▶ ACTIVITY
Scan the listing below for the word "usize", then copy each line that has it.
[[ ENTRIES SHOWN open ]]
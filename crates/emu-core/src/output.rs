//! Output sink for the print instructions.

use std::fmt::Write as _;
use std::io;

/// Destination for machine output.
///
/// The machine emits two kinds of output: register values as decimal
/// integers and register values as single characters. Rendering (newlines,
/// buffering) is the sink's concern, not the machine's.
pub trait OutputSink {
    /// Emit a register value as a decimal integer.
    fn print_value(&mut self, value: u8) -> io::Result<()>;

    /// Emit a register value as a single character.
    fn print_char(&mut self, byte: u8) -> io::Result<()>;
}

/// A single recorded emission.
#[derive(Debug, Clone, Copy, PartialEq, Eq)]
pub enum Emission {
    /// Decimal integer output.
    Value(u8),
    /// Character output.
    Char(u8),
}

/// A sink that records every emission in order.
///
/// Used by tests and batch capture to assert on exactly what a program
/// printed, independent of how a console would render it.
#[derive(Debug, Default)]
pub struct BufferedOutput {
    emissions: Vec<Emission>,
}

impl BufferedOutput {
    #[must_use]
    pub fn new() -> Self {
        Self {
            emissions: Vec::new(),
        }
    }

    /// Everything emitted so far, in order.
    #[must_use]
    pub fn emissions(&self) -> &[Emission] {
        &self.emissions
    }

    /// Rendered form: values as decimal text, characters verbatim.
    #[must_use]
    pub fn text(&self) -> String {
        let mut out = String::new();
        for emission in &self.emissions {
            match *emission {
                Emission::Value(v) => {
                    let _ = write!(out, "{v}");
                }
                Emission::Char(b) => out.push(char::from(b)),
            }
        }
        out
    }

    pub fn clear(&mut self) {
        self.emissions.clear();
    }
}

impl OutputSink for BufferedOutput {
    fn print_value(&mut self, value: u8) -> io::Result<()> {
        self.emissions.push(Emission::Value(value));
        Ok(())
    }

    fn print_char(&mut self, byte: u8) -> io::Result<()> {
        self.emissions.push(Emission::Char(byte));
        Ok(())
    }
}
use std::fmt;

pub const STEPS_PER_CHANNEL: u8 = 10;
pub const CHANNEL_COUNT: usize = 3;
pub const MAX_ORDER: u8 = STEPS_PER_CHANNEL * CHANNEL_COUNT as u8;

/// One of the three staircase tracks of an Optopad Color run, presented in
/// the fixed order P, D, T.
#[derive(Debug, Clone, Copy, PartialEq, Eq, PartialOrd, Ord, Hash)]
pub enum Channel {
    P,
    D,
    T,
}

impl Channel {
    pub const ALL: [Channel; CHANNEL_COUNT] = [Channel::P, Channel::D, Channel::T];

    pub fn index(self) -> usize {
        match self {
            Channel::P => 0,
            Channel::D => 1,
            Channel::T => 2,
        }
    }

    pub fn label(self) -> &'static str {
        match self {
            Channel::P => "P",
            Channel::D => "D",
            Channel::T => "T",
        }
    }

    /// Channel presented after this one, `None` after T.
    pub fn next(self) -> Option<Channel> {
        match self {
            Channel::P => Some(Channel::D),
            Channel::D => Some(Channel::T),
            Channel::T => None,
        }
    }

    /// Global step order (1..=30) of the 1-based `step` within this channel.
    pub fn order_of(self, step: u8) -> u8 {
        self.index() as u8 * STEPS_PER_CHANNEL + step
    }
}

impl fmt::Display for Channel {
    fn fmt(&self, f: &mut fmt::Formatter<'_>) -> fmt::Result {
        f.write_str(self.label())
    }
}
[[ ENTRIES SHOWN closed ]]
▶ TASK SOLUTION
pub const CHANNEL_COUNT: usize = 3;
    pub fn index(self) -> usize {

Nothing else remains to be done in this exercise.